About this task: Output only the lines from the start of the entries through the line holding "pub struct Scheduler". Each line must match the original exactly.

Dataset records:
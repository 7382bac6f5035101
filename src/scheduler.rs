//! # Scheduler
//!
//! The bridge's repeating background tasks:
//!
//! | Task | Period | Work |
//! |------|--------|------|
//! | detection | `detect_interval_ms` | [`Bridge::detect_controllers`] on the blocking pool |
//! | polling | `poll_interval_ms` | [`Bridge::poll_once`] |
//! | liveness | `liveness_interval_ms` | [`Bridge::reap_once`] |
//! | discovery | receive timeout | [`Discovery::listen`](crate::discovery::Discovery::listen) |
//!
//! Late ticks are skipped rather than bunched up, so a slow cycle never
//! causes a burst of polls. Every task inherits the `tracing` dispatcher that
//! was current when the scheduler started.

use std::future::Future;
use std::sync::Arc;
use std::time::{Duration, Instant};
use tokio::net::UdpSocket;
use tokio::sync::watch;
use tokio::task::JoinHandle;
use tokio::time::MissedTickBehavior;
use tracing::instrument::WithSubscriber;
use tracing::{debug, info, warn};

use crate::bridge::Bridge;

pub struct Scheduler {
    shutdown: watch::Sender<bool>,
    tasks: Vec<(&'static str, JoinHandle<()>)>,
}

impl Scheduler {
    /// Spawns the background tasks. `listener` is the bound discovery
    /// socket, or `None` to run without discovery.
    pub fn start(bridge: Arc<Bridge>, listener: Option<UdpSocket>) -> Self {
        let (shutdown, shutdown_rx) = watch::channel(false);
        let config = bridge.config().clone();
        let mut tasks = Vec::new();

        let detect_bridge = Arc::clone(&bridge);
        tasks.push((
            "detection",
            spawn(repeat(
                "detection",
                config.detect_interval(),
                shutdown_rx.clone(),
                move || {
                    let bridge = Arc::clone(&detect_bridge);
                    async move {
                        let result = tokio::task::spawn_blocking(move || {
                            bridge.detect_controllers(Instant::now())
                        })
                        .await;
                        if let Err(e) = result {
                            warn!("Controller detection failed: {}", e);
                        }
                    }
                },
            )),
        ));

        let poll_bridge = Arc::clone(&bridge);
        tasks.push((
            "polling",
            spawn(repeat(
                "polling",
                config.poll_interval(),
                shutdown_rx.clone(),
                move || {
                    poll_bridge.poll_once(Instant::now());
                    std::future::ready(())
                },
            )),
        ));

        let reap_bridge = Arc::clone(&bridge);
        tasks.push((
            "liveness",
            spawn(repeat(
                "liveness",
                config.liveness_interval(),
                shutdown_rx.clone(),
                move || {
                    reap_bridge.reap_once(Instant::now());
                    std::future::ready(())
                },
            )),
        ));

        if let Some(socket) = listener {
            let recv_timeout = Duration::from_millis(config.network.discovery_recv_timeout_ms);
            tasks.push((
                "discovery",
                spawn(Arc::clone(bridge.discovery()).listen(socket, recv_timeout, shutdown_rx)),
            ));
        }

        info!("Scheduler started {} tasks", tasks.len());
        Self { shutdown, tasks }
    }

    /// Signals every task to stop and waits up to `timeout` for all of them.
    /// Tasks still running after that are aborted.
    pub async fn shutdown(self, timeout: Duration) {
        // Receivers live inside the tasks; a send error means they all ended
        let _ = self.shutdown.send(true);
        let deadline = tokio::time::Instant::now() + timeout;

        for (name, mut handle) in self.tasks {
            if tokio::time::timeout_at(deadline, &mut handle).await.is_err() {
                warn!(task = name, "Scheduler task did not stop in time, aborting");
                handle.abort();
            }
        }
        info!("Scheduler stopped");
    }
}

fn spawn<F>(task: F) -> JoinHandle<()>
where
    F: Future<Output = ()> + Send + 'static,
{
    tokio::spawn(task.with_current_subscriber())
}

/// Runs `tick` every `period` until `shutdown` becomes true.
async fn repeat<F, Fut>(
    name: &'static str,
    period: Duration,
    mut shutdown: watch::Receiver<bool>,
    mut tick: F,
) where
    F: FnMut() -> Fut + Send,
    Fut: Future<Output = ()> + Send,
{
    let mut interval = tokio::time::interval(period);
    interval.set_missed_tick_behavior(MissedTickBehavior::Skip);

    loop {
        tokio::select! {
            biased;
            changed = shutdown.changed() => {
                if changed.is_err() || *shutdown.borrow() {
                    break;
                }
            }
            _ = interval.tick() => tick().await,
        }
    }
    debug!(task = name, "Scheduler task stopped");
}

#[cfg(test)]
mod tests {
    use super::*;
    use std::sync::atomic::{AtomicUsize, Ordering};

    #[tokio::test(start_paused = true)]
    async fn test_repeat_ticks_until_shutdown() {
        let count = Arc::new(AtomicUsize::new(0));
        let (tx, rx) = watch::channel(false);

        let counter = Arc::clone(&count);
        let handle = tokio::spawn(repeat("test", Duration::from_millis(16), rx, move || {
            counter.fetch_add(1, Ordering::SeqCst);
            std::future::ready(())
        }));

        tokio::time::sleep(Duration::from_millis(100)).await;
        tx.send(true).unwrap();
        handle.await.unwrap();

        // First tick fires immediately, then every 16 ms
        let ticks = count.load(Ordering::SeqCst);
        assert!((6..=8).contains(&ticks), "ticks = {}", ticks);

        tokio::time::sleep(Duration::from_millis(100)).await;
        assert_eq!(count.load(Ordering::SeqCst), ticks);
    }

    #[tokio::test(start_paused = true)]
    async fn test_repeat_stops_when_sender_dropped() {
        let (tx, rx) = watch::channel(false);
        let handle = tokio::spawn(repeat("test", Duration::from_secs(1), rx, || {
            std::future::ready(())
        }));
        drop(tx);
        tokio::time::timeout(Duration::from_secs(5), handle)
            .await
            .expect("task did not stop")
            .unwrap();
    }

    #[tokio::test(start_paused = true)]
    async fn test_shutdown_aborts_stuck_task() {
        let (shutdown, _rx) = watch::channel(false);
        let stuck = tokio::spawn(std::future::pending::<()>());
        let scheduler = Scheduler {
            shutdown,
            tasks: vec![("stuck", stuck)],
        };

        let started = tokio::time::Instant::now();
        scheduler.shutdown(Duration::from_secs(2)).await;
        assert_eq!(started.elapsed(), Duration::from_secs(2));
    }
}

Task solution:
repository 7382bac6f5035101
filename src/scheduler.rs
//! # Scheduler
//!
//! The bridge's repeating background tasks:
//!
//! | Task | Period | Work |
//! |------|--------|------|
//! | detection | `detect_interval_ms` | [`Bridge::detect_controllers`] on the blocking pool |
//! | polling | `poll_interval_ms` | [`Bridge::poll_once`] |
//! | liveness | `liveness_interval_ms` | [`Bridge::reap_once`] |
//! | discovery | receive timeout | [`Discovery::listen`](crate::discovery::Discovery::listen) |
//!
//! Late ticks are skipped rather than bunched up, so a slow cycle never
//! causes a burst of polls. Every task inherits the `tracing` dispatcher that
//! was current when the scheduler started.

use std::future::Future;
use std::sync::Arc;
use std::time::{Duration, Instant};
use tokio::net::UdpSocket;
use tokio::sync::watch;
use tokio::task::JoinHandle;
use tokio::time::MissedTickBehavior;
use tracing::instrument::WithSubscriber;
use tracing::{debug, info, warn};

use crate::bridge::Bridge;

pub struct Scheduler {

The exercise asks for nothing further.